Adozione, bambina a una coppia di conviventi omosessuali: primo caso in Italia

Adozione, bambina a una coppia di conviventi omosessuali: primo caso in Italia

In Italia una coppia omosessuale può adottare: questa la decisione del Tribunale per i Minorenni di Roma, che de facto "scrive" la legislazione su un tema non ancora normato e che divide l'opinione pubblica. E' successo che il tribunale capitolino ha riconosciuto l'adozione di una bambina che vive in una coppia omosessuale, due donne lesbiche. La piccola è la figlia biologica di una sola delle due conviventi, entrambe libere professioniste. Si tratta del primo caso di adozione per una coppia omosessuale in Italia, nel dettaglio del primo caso della cosiddetta "stepchil adoption": la notizia è stata resa nota da Maria Antonia Pili, legale con sede a Pordenone e presidente di Aiaf Friuli.

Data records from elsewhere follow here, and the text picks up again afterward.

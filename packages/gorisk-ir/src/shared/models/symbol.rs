//! Symbols, call edges and per-function capability state
//!
//! The language-agnostic skeleton the propagator runs on: functions are
//! `Symbol`s, calls are `CallEdge`s, and each function carries independent
//! direct and transitive capability sets.

use super::capset::CapabilitySet;
use serde::{Deserialize, Serialize};
use std::fmt;

/// Symbol kind.
#[derive(Debug, Clone, Copy, PartialEq, Eq, Hash, PartialOrd, Ord, Serialize, Deserialize)]
#[serde(rename_all = "lowercase")]
pub enum SymbolKind {
    Func,
    Method,
    Package,
}

/// A function, method or package-level symbol. Value-equal on all fields.
#[derive(Debug, Clone, PartialEq, Eq, Hash, PartialOrd, Ord, Serialize, Deserialize)]
pub struct Symbol {
    /// Owning package import path (may be empty for unresolved symbols).
    pub package: String,
    /// Unqualified name.
    pub name: String,
    pub kind: SymbolKind,
}

impl Symbol {
    pub fn func(package: impl Into<String>, name: impl Into<String>) -> Symbol {
        Symbol {
            package: package.into(),
            name: name.into(),
            kind: SymbolKind::Func,
        }
    }

    pub fn method(package: impl Into<String>, name: impl Into<String>) -> Symbol {
        Symbol {
            package: package.into(),
            name: name.into(),
            kind: SymbolKind::Method,
        }
    }

    pub fn package_sym(package: impl Into<String>) -> Symbol {
        let package = package.into();
        Symbol {
            name: package.clone(),
            package,
            kind: SymbolKind::Package,
        }
    }
}

impl Default for Symbol {
    fn default() -> Self {
        Symbol {
            package: String::new(),
            name: String::new(),
            kind: SymbolKind::Func,
        }
    }
}

/// Canonical form is `package.name`, with a leading `.` when the package
/// is empty.
impl fmt::Display for Symbol {
    fn fmt(&self, f: &mut fmt::Formatter<'_>) -> fmt::Result {
        write!(f, "{}.{}", self.package, self.name)
    }
}

/// A call edge observed (or synthesized) between two symbols.
#[derive(Debug, Clone, PartialEq, Eq, Hash, Serialize, Deserialize)]
#[serde(rename_all = "camelCase")]
pub struct CallEdge {
    pub caller: Symbol,
    pub callee: Symbol,
    pub file: String,
    pub line: u32,
    /// True when the callee is external to the IR (stdlib, unresolved).
    pub synthetic: bool,
}

impl CallEdge {
    pub fn new(caller: Symbol, callee: Symbol, file: impl Into<String>, line: u32) -> CallEdge {
        CallEdge {
            caller,
            callee,
            file: file.into(),
            line,
            synthetic: false,
        }
    }

    pub fn synthetic(mut self) -> CallEdge {
        self.synthetic = true;
        self
    }
}

/// Per-function capability state.
///
/// `direct` accumulates from the scanner and is never touched afterwards;
/// `transitive` accumulates from the propagator. The two are independent
/// by contract.
#[derive(Debug, Clone, Default, PartialEq, Serialize, Deserialize)]
#[serde(rename_all = "camelCase")]
pub struct FunctionCaps {
    pub symbol: Symbol,
    #[serde(rename = "directCaps")]
    pub direct: CapabilitySet,
    #[serde(rename = "transitiveCaps")]
    pub transitive: CapabilitySet,
    pub depth: u32,
}

impl FunctionCaps {
    pub fn new(symbol: Symbol) -> FunctionCaps {
        FunctionCaps {
            symbol,
            direct: CapabilitySet::new(),
            transitive: CapabilitySet::new(),
            depth: 0,
        }
    }

    /// Union of direct and transitive capabilities (new value).
    pub fn effective(&self) -> CapabilitySet {
        self.direct.merged_with(&self.transitive)
    }
}

#[cfg(test)]
mod tests {
    use super::*;

    #[test]
    fn test_canonical_string() {
        let s = Symbol::func("github.com/acme/tool", "Run");
        assert_eq!(s.to_string(), "github.com/acme/tool.Run");

        let anon = Symbol::func("", "helper");
        assert_eq!(anon.to_string(), ".helper");
    }

    #[test]
    fn test_value_equality() {
        let a = Symbol::func("p", "f");
        let b = Symbol::func("p", "f");
        let c = Symbol::method("p", "f");
        assert_eq!(a, b);
        assert_ne!(a, c);
    }

    #[test]
    fn test_direct_and_transitive_are_independent() {
        use crate::shared::models::evidence::{Evidence, EvidenceVia};
        use crate::shared::models::Capability;

        let mut fc = FunctionCaps::new(Symbol::func("p", "f"));
        fc.direct.add(
            Capability::Exec,
            Evidence::new("f.go", 1, "c", EvidenceVia::CallSite, 0.75),
        );
        assert!(fc.direct.contains(Capability::Exec));
        assert!(fc.transitive.is_empty());
        assert_eq!(fc.effective().score(), 20);
    }
}
//! `gorisk sbom` — CycloneDX bill of materials

use super::{App, EXIT_OK};
use crate::output::cyclonedx;
use gorisk_ir::{GoriskError, Result};

pub fn run(app: &App, format: &str) -> Result<i32> {
    if format != "cyclonedx" {
        return Err(GoriskError::config(format!(
            "unsupported SBOM format: {format}"
        )));
    }
    let report = app.analyze()?;
    println!(
        "{}",
        serde_json::to_string_pretty(&cyclonedx::render(&report))?
    );
    Ok(EXIT_OK)
}
//! Policy & exception filter
//!
//! Operator-supplied allow-lists applied just before output assembly. A
//! capability exception removes matched `package → capability` pairs from
//! the findings (evidence stays available to `explain`); a taint
//! exception removes matched `(package, source→sink)` findings. Expired
//! exceptions are counted, never applied.

use crate::errors::{GoriskError, Result};
use crate::features::taint::TaintFinding;
use crate::shared::models::{Capability, RiskLevel};
use chrono::NaiveDate;
use serde::{Deserialize, Serialize};
use std::collections::BTreeMap;
use std::path::Path;

#[derive(Debug, Clone, Default, Serialize, Deserialize)]
pub struct Policy {
    /// Risk level at or above which `scan` exits 1.
    #[serde(default)]
    pub fail_on: Option<RiskLevel>,

    #[serde(default)]
    pub allow_exceptions: Vec<PolicyException>,
}

#[derive(Debug, Clone, Serialize, Deserialize)]
pub struct PolicyException {
    pub package: String,

    /// Capability names to allow for this package.
    #[serde(default, skip_serializing_if = "Option::is_none")]
    pub capabilities: Option<Vec<String>>,

    /// Taint pairs to allow, written `source→sink` (or `source->sink`).
    #[serde(default, skip_serializing_if = "Option::is_none")]
    pub taint: Option<Vec<String>>,

    /// Last day the exception is valid (inclusive).
    #[serde(default, skip_serializing_if = "Option::is_none")]
    pub expires: Option<NaiveDate>,

    #[serde(default, skip_serializing_if = "Option::is_none")]
    pub justification: Option<String>,

    #[serde(default, skip_serializing_if = "Option::is_none")]
    pub ticket: Option<String>,
}

impl PolicyException {
    fn is_expired(&self, today: NaiveDate) -> bool {
        self.expires.map_or(false, |d| d < today)
    }

    fn allows_capability(&self, package: &str, cap: Capability) -> bool {
        if self.package != package {
            return false;
        }
        match &self.capabilities {
            Some(names) => names.iter().any(|n| n == cap.name()),
            None => false,
        }
    }

    fn allows_taint(&self, finding: &TaintFinding) -> bool {
        if self.package != finding.package {
            return false;
        }
        match &self.taint {
            Some(pairs) => pairs.iter().any(|p| {
                parse_taint_pair(p)
                    .map(|(src, snk)| src == finding.source && snk == finding.sink)
                    .unwrap_or(false)
            }),
            None => false,
        }
    }
}

/// `"network→exec"` / `"network->exec"` → (network, exec).
pub fn parse_taint_pair(pair: &str) -> Option<(Capability, Capability)> {
    let (src, snk) = pair
        .split_once('→')
        .or_else(|| pair.split_once("->"))?;
    Some((
        Capability::parse(src.trim())?,
        Capability::parse(snk.trim())?,
    ))
}

#[derive(Debug, Clone, Copy, Default, PartialEq, Eq, Serialize, Deserialize)]
#[serde(rename_all = "camelCase")]
pub struct PolicyStats {
    /// Exceptions that matched at least one finding.
    pub applied: u32,
    /// Exceptions skipped because they expired.
    pub expired: u32,
    /// Taint findings removed.
    pub taint_suppressed: u32,
}

impl Policy {
    pub fn load(path: &Path) -> Result<Policy> {
        let content = std::fs::read_to_string(path)
            .map_err(|e| GoriskError::policy(format!("cannot read {}: {e}", path.display())))?;
        let policy: Policy = serde_json::from_str(&content)
            .map_err(|e| GoriskError::policy(format!("cannot parse {}: {e}", path.display())))?;
        policy.validate()?;
        Ok(policy)
    }

    /// Unknown capability names in a policy are an invocation error.
    pub fn validate(&self) -> Result<()> {
        for exception in &self.allow_exceptions {
            if let Some(names) = &exception.capabilities {
                for name in names {
                    if Capability::parse(name).is_none() {
                        return Err(GoriskError::policy(format!(
                            "unknown capability in policy: {name}"
                        )));
                    }
                }
            }
            if let Some(pairs) = &exception.taint {
                for pair in pairs {
                    if parse_taint_pair(pair).is_none() {
                        return Err(GoriskError::policy(format!(
                            "unparsable taint pair in policy: {pair}"
                        )));
                    }
                }
            }
        }
        Ok(())
    }

    /// Apply unexpired exceptions to the per-package capability findings
    /// and the taint findings.
    pub fn apply(
        &self,
        package_caps: &mut BTreeMap<String, Vec<Capability>>,
        taint: &mut Vec<TaintFinding>,
        today: NaiveDate,
    ) -> PolicyStats {
        let mut stats = PolicyStats::default();

        for exception in &self.allow_exceptions {
            if exception.is_expired(today) {
                stats.expired += 1;
                continue;
            }
            let mut matched = false;

            if exception.capabilities.is_some() {
                if let Some(caps) = package_caps.get_mut(&exception.package) {
                    let before = caps.len();
                    caps.retain(|c| !exception.allows_capability(&exception.package, *c));
                    matched |= caps.len() != before;
                }
            }

            if exception.taint.is_some() {
                let before = taint.len();
                taint.retain(|t| !exception.allows_taint(t));
                let removed = (before - taint.len()) as u32;
                stats.taint_suppressed += removed;
                matched |= removed > 0;
            }

            if matched {
                stats.applied += 1;
            }
        }

        package_caps.retain(|_, caps| !caps.is_empty());
        stats
    }
}

#[cfg(test)]
mod tests {
    use super::*;
    use crate::shared::models::Symbol;

    fn finding() -> TaintFinding {
        TaintFinding {
            package: "acme".into(),
            source: Capability::Network,
            sink: Capability::Exec,
            risk: RiskLevel::High,
            path: vec![Symbol::func("acme", "f")],
        }
    }

    fn taint_policy(expires: Option<NaiveDate>) -> Policy {
        Policy {
            fail_on: None,
            allow_exceptions: vec![PolicyException {
                package: "acme".into(),
                capabilities: None,
                taint: Some(vec!["network→exec".into()]),
                expires,
                justification: Some("reviewed".into()),
                ticket: None,
            }],
        }
    }

    fn today() -> NaiveDate {
        NaiveDate::from_ymd_opt(2026, 6, 1).unwrap()
    }

    #[test]
    fn test_taint_suppression() {
        let policy = taint_policy(Some(today() + chrono::Days::new(1)));
        let mut caps = BTreeMap::new();
        let mut findings = vec![finding()];
        let stats = policy.apply(&mut caps, &mut findings, today());

        assert!(findings.is_empty());
        assert_eq!(stats.taint_suppressed, 1);
        assert_eq!(stats.applied, 1);
        assert_eq!(stats.expired, 0);
    }

    #[test]
    fn test_expired_exception_ignored() {
        let policy = taint_policy(Some(today() - chrono::Days::new(1)));
        let mut caps = BTreeMap::new();
        let mut findings = vec![finding()];
        let stats = policy.apply(&mut caps, &mut findings, today());

        assert_eq!(findings.len(), 1);
        assert_eq!(stats.expired, 1);
        assert_eq!(stats.taint_suppressed, 0);
    }

    #[test]
    fn test_capability_exception() {
        let policy = Policy {
            fail_on: None,
            allow_exceptions: vec![PolicyException {
                package: "acme".into(),
                capabilities: Some(vec!["exec".into()]),
                taint: None,
                expires: None,
                justification: None,
                ticket: None,
            }],
        };
        let mut caps = BTreeMap::new();
        caps.insert("acme".to_string(), vec![Capability::Exec, Capability::Env]);
        caps.insert("other".to_string(), vec![Capability::Exec]);
        let mut findings = Vec::new();
        let stats = policy.apply(&mut caps, &mut findings, today());

        assert_eq!(stats.applied, 1);
        assert_eq!(caps["acme"], vec![Capability::Env]);
        assert_eq!(caps["other"], vec![Capability::Exec]);
    }

    #[test]
    fn test_ascii_arrow_accepted() {
        assert_eq!(
            parse_taint_pair("network->exec").unwrap(),
            (Capability::Network, Capability::Exec)
        );
        assert!(parse_taint_pair("network exec").is_none());
        assert!(parse_taint_pair("bogus→exec").is_none());
    }

    #[test]
    fn test_validation_rejects_unknown_names() {
        let policy = Policy {
            fail_on: None,
            allow_exceptions: vec![PolicyException {
                package: "p".into(),
                capabilities: Some(vec!["warp".into()]),
                taint: None,
                expires: None,
                justification: None,
                ticket: None,
            }],
        };
        assert!(policy.validate().is_err());
    }

    #[test]
    fn test_policy_json_shape() {
        let json = r#"{
            "fail_on": "HIGH",
            "allow_exceptions": [
                {"package": "acme", "capabilities": ["exec"], "expires": "2027-01-01"}
            ]
        }"#;
        let policy: Policy = serde_json::from_str(json).unwrap();
        assert_eq!(policy.fail_on, Some(RiskLevel::High));
        assert_eq!(policy.allow_exceptions.len(), 1);
    }
}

La coppia, che vive a Roma dal 2003, ha avuto una bimba all'estero grazie alla procreazione assistita. Il Tribunale ha accolto il ricorso dalle due per ottenere l'adozione della bimba da parte della mamma non biologica (la "stepchild adoption", appunto, già consentita in altri Paesi). Le due donne si erano rivolte all'Assoziazione italiana avvocati famiglia e minori per la stesura del ricorso.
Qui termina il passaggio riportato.